Chromosome 3 (The Brood) (1979)
SPOILERS. D'une expérience personnelle particulièrement douloureuse (les déboires de sa séparation avec son épouse et la garde de son enfant), Cronenberg tire un de ses films les plus brutaux et désespérés.
The Brood (oublions l'idiot titre français) est, à ma connaissance, la première œuvre cronenbergienne à appréhender cet obsessionnel corps humain dans son indissociable combinaison organique
et psychique. En effet, si dans
Frissons et
Rage, l'extériorisation de troubles physiques découlait de facteurs externes (parasite viral dans l'un, greffe mal appréciée par le corps dans l'autre), ici la mutation est directement engendrée par la psyché d'êtres instables, en mal d'affection, en contentieux avec la figure parentale. Avec un cinéaste aussi obsédé par les dérèglements génétiques ou psychologiques, la psychosomatique thérapeutique trouve un écrin thématique de premier choix. Ici, la fascination de Cronenberg pour la chair se focalise sur les manifestations épidermiques ou carrément excroissantes de corps qui se rebellent contre eux-mêmes, poussés dans leurs retranchements psychologiques. Habité par une
rage incontrôlable, l'esprit commande à la chair d'évacuer ce sentiment de fureur qui, de l'ordre de l'émotionnel, de l'affect, se traduit instinctivement en phénomène organique. Cela préfigure totalement l'avènement de la nouvelle chair de
Vidéodrome en ce que ces extensions physiques deviennent des dérivés directs, des extensions, de la sphère mentale, avec cependant une marche de manœuvre bien plus grande que les contraintes du corps humain : en effet, la fameuse portée de Nola, reliée à leur Mère par un lien viscéral invisible, n'éprouve ni peur, ni remords, ni rien, en ce sens, cette "race" déshumanisée devient plus forte que la race humaine, puisqu'elle n'a rien à perdre. Les mutations physiologiques de
The Brood donnent naissance, au propre comme au figuré, à des aberrations de la science d'autant plus inquiétantes que le Canadien est foutrement doué lorsqu'il s'agit de créer une atmosphère aussi lourde qu'une chape de plomb.

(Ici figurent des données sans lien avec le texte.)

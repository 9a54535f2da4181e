use std::sync::Arc;

use chrono::{DateTime, Utc};
use futures::future::join_all;
use tokio::{
    sync::{broadcast, mpsc},
    task::JoinHandle,
    time::{sleep, sleep_until, Instant},
};
use tracing::{debug, info};

use crate::{
    client::ClientGenerator,
    config::{RunConfig, RunMode},
    error::{Error, ProtocolError},
    keys::KeyUniverse,
    sampler::AccessSampler,
    stats::{AggregateStatistics, Report, WorkerReport},
    value::ValueFactory,
    worker::{Signal, Worker},
};

/// Go and Stop are the only signals ever sent.
const SIGNAL_CAPACITY: usize = 2;

/// A launched run whose workers have been told to start.
pub struct RunHandle {
    config: Arc<RunConfig>,
    signals: broadcast::Sender<Signal>,
    results: mpsc::Receiver<WorkerReport>,
    workers: Vec<JoinHandle<Result<(), ProtocolError>>>,
    started: Instant,
    started_at: DateTime<Utc>,
}

/// Validate the config, spawn one worker per client and broadcast the start signal.
///
/// Everything fallible happens before the first worker is spawned, so a bad
/// config never results in traffic.
pub async fn launch<G: ClientGenerator>(config: RunConfig, mut clients: G) -> Result<RunHandle, Error> {
    config.validate()?;
    let config = Arc::new(config);
    let keys = Arc::new(KeyUniverse::generate(config.key_count)?);
    let values = Arc::new(ValueFactory::new(config.value_length)?);

    let base_seed = config.seed.unwrap_or_else(wall_clock_seed);
    let samplers = (0..config.clients)
        .map(|id| AccessSampler::new(&config, worker_seed(base_seed, id)))
        .collect::<Result<Vec<_>, _>>()?;

    let workers = samplers
        .into_iter()
        .enumerate()
        .map(|(id, sampler)| {
            Worker::new(
                id,
                clients.generate(id),
                sampler,
                Arc::clone(&keys),
                Arc::clone(&values),
                Arc::clone(&config),
            )
        })
        .collect::<Vec<_>>();

    let (signals, _) = broadcast::channel(SIGNAL_CAPACITY);
    let (report_sender, results) = mpsc::channel(config.clients);
    let workers = workers
        .into_iter()
        .map(|worker| {
            // subscribe before spawning so no worker can miss the start signal
            let receiver = signals.subscribe();
            tokio::spawn(worker.run(receiver, report_sender.clone()))
        })
        .collect::<Vec<_>>();
    drop(report_sender);

    info!(clients = config.clients, warmup = ?config.warmup, "Waiting for clients to set up");
    sleep(config.warmup).await;

    info!("Start...");
    signals
        .send(Signal::Go)
        .map_err(|_| ProtocolError::NoWorkersListening)?;
    let started = Instant::now();
    let started_at = Utc::now();

    Ok(RunHandle {
        config,
        signals,
        results,
        workers,
        started,
        started_at,
    })
}

/// Launch a run and wait for its report.
pub async fn run<G: ClientGenerator>(config: RunConfig, clients: G) -> Result<Report, Error> {
    launch(config, clients).await?.report().await
}

impl RunHandle {
    /// Wait for the run to end and merge every worker's statistics.
    pub async fn report(mut self) -> Result<Report, Error> {
        if let RunMode::Duration(duration) = self.config.mode {
            sleep_until(self.started + duration).await;
            info!("Stopping clients");
            // workers that already exited are accounted for when draining
            let _ = self.signals.send(Signal::Stop);
        }

        info!(clients = self.config.clients, "Waiting on clients to finish");
        let mut snapshots = Vec::with_capacity(self.config.clients);
        while let Some(snapshot) = self.results.recv().await {
            debug!(worker = snapshot.worker, requests = snapshot.stats.requests, "Collected statistics");
            snapshots.push(snapshot);
        }
        let elapsed = self.started.elapsed();

        for outcome in join_all(self.workers).await {
            match outcome {
                Ok(Ok(())) => {}
                Ok(Err(error)) => return Err(error.into()),
                Err(error) => return Err(ProtocolError::WorkerFailed(error.to_string()).into()),
            }
        }

        let statistics = AggregateStatistics::from_snapshots(self.config.clients, snapshots)?;
        info!(
            clients = self.config.clients,
            requests = statistics.totals.requests,
            elapsed = ?elapsed,
            "Finished generating load"
        );

        Ok(Report {
            started_at: self.started_at,
            elapsed,
            clients: self.config.clients,
            statistics,
        })
    }
}

/// Nanoseconds since the epoch, reinterpreted as unsigned.
fn wall_clock_seed() -> u64 {
    Utc::now()
        .timestamp_nanos_opt()
        .map_or(0, |nanos| nanos as u64)
}

fn worker_seed(base: u64, worker: usize) -> u64 {
    base.wrapping_add(worker as u64)
}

The Brood est ainsi un film à nouveau particulièrement malaisant, sans échappatoire, traversé de séquences d'une brutalité qui laisse encore pantois (le meurtre de la maîtresse d'école a dû traumatiser les enfants de la scène). Comme l'indiquait Joe Wilson, le film baigne dans un horrible sentiment d'inéluctabilité, aboutissant à un plan final glaçant et, malgré tout, bouleversant.

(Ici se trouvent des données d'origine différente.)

use std::{path::PathBuf, time::Duration};

use chrono::{DateTime, Utc};
use clap::Parser;

use crate::{
    config::{RunConfig, RunMode},
    keys::DEFAULT_KEY_COUNT,
    Address,
};

#[derive(Parser, Debug, Clone)]
pub struct Options {
    /// Service to load, as tcp://host:port or udp://host:port.
    #[clap(long, value_parser = Address::try_from_str, default_value = "tcp://127.0.0.1:11211")]
    pub target: Address,

    /// Number of clients (connections) to create.
    #[clap(long, default_value = "1")]
    pub clients: usize,

    /// Number of requests each client performs.
    #[clap(long, conflicts_with = "duration")]
    pub runs: Option<u64>,

    /// Run for this many seconds instead of a fixed number of requests.
    #[clap(long)]
    pub duration: Option<u64>,

    /// Probability that a request is a set.
    #[clap(long, default_value = "0.1")]
    pub set_probability: f64,

    /// Length of each value, in bytes.
    #[clap(long, default_value = "32")]
    pub value_length: usize,

    /// Zipf skew for key selection, 0 for round-robin.
    #[clap(long, default_value = "0.0")]
    pub zipf_skew: f64,

    /// Sets per scan batch, 0 to issue single sampled requests.
    #[clap(long, default_value = "0")]
    pub scan_count: usize,

    /// Read with pattern-match requests and write values carrying the marker.
    #[clap(long)]
    pub pattern_match: bool,

    /// Probability that a set carries the marker in pattern-match mode.
    #[clap(long, default_value = "0.0")]
    pub match_probability: f64,

    /// Number of distinct keys.
    #[clap(long, default_value_t = DEFAULT_KEY_COUNT)]
    pub keys: usize,

    /// Time given to clients to set up before starting, in milliseconds.
    #[clap(long, default_value = "3000")]
    pub warmup_ms: u64,

    /// Seed for every client's random sources, derived from the clock if unset.
    #[clap(long)]
    pub seed: Option<u64>,

    /// The timeout to apply to requests, in milliseconds
    #[clap(long, default_value = "5000")]
    pub timeout: u64,

    /// Start at rfc3339 encoded datetime, useful for synchronising multiple benchers
    #[clap(long)]
    pub start_at: Option<DateTime<Utc>>,

    /// Write per-client statistics to this CSV file.
    #[clap(short, long)]
    pub out_file: Option<PathBuf>,

    /// Print the report as JSON.
    #[clap(long)]
    pub json: bool,

    /// Filter logs using this string, rather than the `RUST_LOG` environment variable.
    #[clap(long)]
    pub log_filter: Option<String>,

    /// Don't print logs with colour.
    #[clap(long)]
    pub no_colour: bool,
}

impl Options {
    pub fn run_config(&self) -> RunConfig {
        let mode = match self.duration {
            Some(seconds) => RunMode::Duration(Duration::from_secs(seconds)),
            None => RunMode::Count(self.runs.unwrap_or(1)),
        };
        RunConfig {
            target: self.target.clone(),
            clients: self.clients,
            mode,
            set_probability: self.set_probability,
            value_length: self.value_length,
            zipf_skew: self.zipf_skew,
            scan_count: self.scan_count,
            pattern_match: self.pattern_match,
            match_probability: self.match_probability,
            key_count: self.keys,
            warmup: Duration::from_millis(self.warmup_ms),
            seed: self.seed,
            timeout: Duration::from_millis(self.timeout),
        }
    }
}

Car il ne faudrait pas croire que la mise en scène et les obsessions chirurgicales de Cronenberg fasse du réalisateur un monstre d'inhumanité... sous la froideur clinique de ses sujets, existe en effet des idées très fortes d'un point de vue émotionnel. Les films de Cronenberg parlent très souvent d'amour, qu'il soit foutu en l'air (
La Mouche), charnel (
Frissons), fraternel (
Faux-Semblants), familial (
A History of violence). Ici, dans
The Brood, il était déjà question d'amour familial. Oh, certes, un amour perverti par l'imaginaire monstrueux du Canadien, où la figure matriarcale aurait régressé à un stade quasi animal (ne parle-t-on pas de Nola comme de la Reine des abeilles ?), où l'innocence de l'enfance se retrouve confrontée à des visions insoutenables - mais de l'amour quand même. L'amour ambivalent de Nola pour ses parents, entre colère, incompréhension, passion et ressentiment ; ne dit-on pas que la haine est le sentiment le plus proche de l'amour ? L'amour d'un père pour sa fillette, qu'il tente de protéger par tous les moyens. Ou encore, l'amour "fou" de Nola pour son noyau familial, dont elle expurge tous les éléments potentiellement déstabilisants. Au final : encore un très grand film de la part de cet auteur indispensable et passionnant.
The Brood est, encore une fois, une pièce du puzzle cronenbergien qui réalise le pont entre des films comme
Frissons et
Rage, et ceux à venir, comme
Scanners et
Vidéodrome. C'est également l'un des Cronenberg les plus malsains, qui, le temps d'une image inoubliable, dévoilant une intimité inhumaine, fait de l'enfantement un véritable cauchemar. On pourrait ainsi dire, et je conclurai là-dessus, que
The Brood est un film assez féministe : face au pouvoir de conception des femmes (ici montré de manière très dérangeante), les hommes ne peuvent rien.
The Brood est l'expérience cauchemardesque et masculine de ce que les femmes pourraient mener le monde.